Not much to explain here: a startup has to execute and grow as fast as it can, and much faster than its competitors. Be it swimming, racing, or whatever endeavor humans undertake to achieve greatness, record times are hardly broken (though some people struggle their whole lives to break those). It works the same for a startup: growing in record time means one is faster than all others.
Use it as a compass
How many entrepreneurs are able to fully abandon their biases, personal beliefs, and prejudices in favor of creating the best startup they can? Even though most startups are presented as potentially scalable and repeatable business models, that is frequently a premise and not a validation. In other words, entrepreneurs very often hammer their startup vision onto anything they see, because they believe they’re pursuing a scalable model – and not because it indeed is or will be. Unfortunately, Blank’s and Ries’ definitions allow that plausible mistake to happen and don’t hint on how to close that gap (not unless you look at all the methodologies / practices they’ve thoroughly described on their books and blogs).
My proposed definition serves as magnetic north to founders or corporate teams who wish to understand their potential return on investment. But most importantly – despite being funded or not, formal or informal – they can look at that compass, self-check if they’re off-course, and understand how much of a startup mindset they really have.

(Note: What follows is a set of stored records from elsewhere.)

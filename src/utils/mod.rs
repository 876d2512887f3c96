use bcrypt::{hash, verify};
use chrono::{Duration, Utc};
use jsonwebtoken::{DecodingKey, EncodingKey, Header, Validation, decode, encode};
use serde::{Deserialize, Serialize};

use crate::config::Config;

pub fn hash_password(password: &str, cost: u32) -> Result<String, bcrypt::BcryptError> {
    hash(password.as_bytes(), cost)
}

pub fn verify_password(password: &str, hash: &str) -> Result<bool, bcrypt::BcryptError> {
    verify(password.as_bytes(), hash)
}

#[derive(Debug, Clone, Serialize, Deserialize)]
pub struct Claims {
    pub sub: i64,              // 用户ID
    pub user_name: String,     // 登录名
    pub email: Option<String>, // 邮箱
    pub iat: i64,              // 签发时间
    pub exp: i64,              // 过期时间
}

fn build_claims(user_id: i64, user_name: &str, email: Option<&str>, ttl_secs: u64) -> Claims {
    let now = Utc::now();
    let expiration = now
        .checked_add_signed(Duration::seconds(ttl_secs as i64))
        .expect("valid timestamp")
        .timestamp();

    Claims {
        sub: user_id,
        user_name: user_name.to_string(),
        email: email.map(|e| e.to_string()),
        iat: now.timestamp(),
        exp: expiration,
    }
}

pub fn generate_access_token(
    user_id: i64,
    user_name: &str,
    email: Option<&str>,
    config: &Config,
) -> Result<String, jsonwebtoken::errors::Error> {
    let claims = build_claims(
        user_id,
        user_name,
        email,
        config.access_token_expiration_secs,
    );

    encode(
        &Header::default(),
        &claims,
        &EncodingKey::from_secret(config.jwt_secret.as_bytes()),
    )
}

/// 刷新令牌使用独立密钥和更长的有效期
pub fn generate_refresh_token(
    user_id: i64,
    user_name: &str,
    email: Option<&str>,
    config: &Config,
) -> Result<String, jsonwebtoken::errors::Error> {
    let claims = build_claims(
        user_id,
        user_name,
        email,
        config.refresh_token_expiration_secs,
    );

    encode(
        &Header::default(),
        &claims,
        &EncodingKey::from_secret(config.jwt_refresh_secret.as_bytes()),
    )
}

pub fn verify_access_token(
    token: &str,
    config: &Config,
) -> Result<Claims, jsonwebtoken::errors::Error> {
    let token_data = decode::<Claims>(
        token,
        &DecodingKey::from_secret(config.jwt_secret.as_bytes()),
        &Validation::default(),
    )?;

    Ok(token_data.claims)
}

pub fn verify_refresh_token(
    token: &str,
    config: &Config,
) -> Result<Claims, jsonwebtoken::errors::Error> {
    let token_data = decode::<Claims>(
        token,
        &DecodingKey::from_secret(config.jwt_refresh_secret.as_bytes()),
        &Validation::default(),
    )?;

    Ok(token_data.claims)
}

#[cfg(test)]
mod tests {
    use super::*;

    fn test_config() -> Config {
        Config {
            database_url: "postgres://localhost/test".into(),
            redis_url: "redis://localhost".into(),
            jwt_secret: "access-secret".into(),
            jwt_refresh_secret: "refresh-secret".into(),
            access_token_expiration_secs: 7 * 24 * 60 * 60,
            refresh_token_expiration_secs: 30 * 24 * 60 * 60,
            bcrypt_cost: 4,
            rate_limit_window_secs: 60,
            rate_limit_requests: 100,
            server_host: "127.0.0.1".into(),
            server_port: 3000,
            api_prefix: "/api".into(),
        }
    }

    #[test]
    fn hash_then_verify_roundtrip() {
        let hashed = hash_password("secret-pw", 4).unwrap();
        assert!(verify_password("secret-pw", &hashed).unwrap());
        assert!(!verify_password("wrong-pw", &hashed).unwrap());
    }

    #[test]
    fn hash_is_salted() {
        let a = hash_password("same-input", 4).unwrap();
        let b = hash_password("same-input", 4).unwrap();
        assert_ne!(a, b);
        assert!(verify_password("same-input", &a).unwrap());
        assert!(verify_password("same-input", &b).unwrap());
    }

    #[test]
    fn malformed_hash_fails_closed() {
        assert!(verify_password("whatever", "not-a-bcrypt-hash").is_err());
    }

    #[test]
    fn access_token_roundtrip() {
        let config = test_config();
        let token =
            generate_access_token(42, "alice01", Some("alice@example.com"), &config).unwrap();
        let claims = verify_access_token(&token, &config).unwrap();
        assert_eq!(claims.sub, 42);
        assert_eq!(claims.user_name, "alice01");
        assert_eq!(claims.email.as_deref(), Some("alice@example.com"));
        assert!(claims.exp > claims.iat);
    }

    #[test]
    fn refresh_token_uses_distinct_secret() {
        let config = test_config();
        let refresh = generate_refresh_token(42, "alice01", None, &config).unwrap();
        // 刷新令牌不能通过访问令牌密钥校验，反之亦然
        assert!(verify_access_token(&refresh, &config).is_err());
        assert!(verify_refresh_token(&refresh, &config).is_ok());

        let access = generate_access_token(42, "alice01", None, &config).unwrap();
        assert!(verify_refresh_token(&access, &config).is_err());
    }

    #[test]
    fn tampered_token_is_rejected() {
        let config = test_config();
        let token = generate_access_token(1, "bob", None, &config).unwrap();
        let mut tampered = token.clone();
        tampered.pop();
        tampered.push('x');
        assert!(verify_access_token(&tampered, &config).is_err());
    }
}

So if you’re running a startup, occasionally go through the checklist literally derived from the definition:
[ ] Are you actively working to derisk your startup?
[ ] Are you maximizing the value of your assets?
[ ] Are those assets business-oriented?
[ ] Are you doing all that as fast as you can?
[ ] Are you doing all that faster than similar startups?
[ ] Are all your actions, everyday, planned to answer “Yes” to all questions above?
Each negative answer to those questions screams “you’re not running a startup”. Are you? Then follow this recipe:
1. For every negative, ask the team “Why not?”
2. Write down the real reasons
3. Devise simple solutions to address each reason
4. Make it work.
I’ll tell you what: whenever your reason is “we don’t have enough money”, think of another reason. Every startup needs capital, but the best ones find alternatives that transpose those obstacles even without funding. And always remember… startups may not be your thing.
Getting it right, it’s like building a strategy SCRUM board. Believe me, it pays off and will make you a better founder everyday.